Water Board Approves Lumberyard Mall Permit
New Opening Date for Development on
City Property Is Now Early February
The Regional Water Quality Control Board
last week approved a wastewater discharge permit sought by
the City of Malibu and the developer of the Malibu lumberyard
shopping center on city-owned land.
That meant several city officials,
including City Manager Jim Thorsen, Building Department
head Vic Peterson and others, missed the City Hall holiday open
house when the board meeting went on until 7 p.m.
“We are obviously delighted with the
approval of the permit and the deliberations of the
board,” said Fiona Hutton, a public relations specialist
for Richard Weintraub, who holds the site lease and is
developing the commercial center.
The current estimate for the opening date
of the shopping center is now the first week of February,
according to Hutton.
Observers at last week’s RWQCB
meeting said the approval was no “slam-dunk,”
if the hours the commissioners took asking questions and
deliberating on the tentative order was any indication of the
panelists’ leanings on the matter.
There were some changes to the original
order, including setting a limit on phosphorus, limiting the
length of the permit to three years instead of five, requiring
immediate notification of the RWQCB if nutrient limits are
exceeded and mandating the hook- up of the center to a
centralized treatment plant in the Civic Center area
within six months of when such a plant would become
operational.
One pivotal environmental group that did
not oppose the permit was Heal the Bay, which had previously
called for halting any more permits until the city had legally
committed to a centralized plant in the Civic Center.
Apparently language added to the conditions
of the permit that mandate the shopping center’s hook-up
to a centralized plant built for the Civic Center mollified
critics. Hutton said they also were informed that language in
the city’s lease also mandates such a requirement.

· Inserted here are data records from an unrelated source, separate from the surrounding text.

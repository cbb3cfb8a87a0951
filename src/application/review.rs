//! Review generation use case.

use std::sync::Arc;

use tracing::{debug, info};

use crate::domain::{ReviewRequest, ReviewResponse};
use crate::error::Result;
use crate::port::outbound::llm::Llm;

/// Validates a request, renders its prompt, and asks the LLM for a review.
pub struct ReviewService {
    llm: Arc<dyn Llm>,
}

impl ReviewService {
    pub fn new(llm: Arc<dyn Llm>) -> Self {
        Self { llm }
    }

    /// Generate a review for one request.
    ///
    /// # Errors
    ///
    /// Returns [`Error::Domain`](crate::error::Error::Domain) for a blank title
    /// (the LLM is not called), or whatever the LLM client returns.
    pub async fn generate(&self, request: ReviewRequest) -> Result<ReviewResponse> {
        let prompt = request.prompt()?;
        debug!(
            style = %request.style,
            language = %request.language,
            prompt_chars = prompt.chars().count(),
            "Prompt rendered"
        );

        let completion = self.llm.complete(&prompt).await?;
        info!(
            provider = self.llm.name(),
            style = %request.style,
            language = %request.language,
            "Review generated"
        );

        Ok(request.into_response(&completion))
    }
}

The water board’s 33-page order that
received staff recommendation for approval, spells out the
requirements and conditions for the wastewater discharge
permit, as well as the water reclamation requirements for a
system that will utilize a portion of the city’s Legacy
Park.
The city and the center developer,
operating in tandem, successfully sought a permit for
discharging treated effluent through a leachfield in Legacy
Park.
This includes pipelines and a pumping
system for recycled and reclaimed water for irrigation in
Legacy Park, and diverting a portion of influent to holding
tanks for emergency discharge.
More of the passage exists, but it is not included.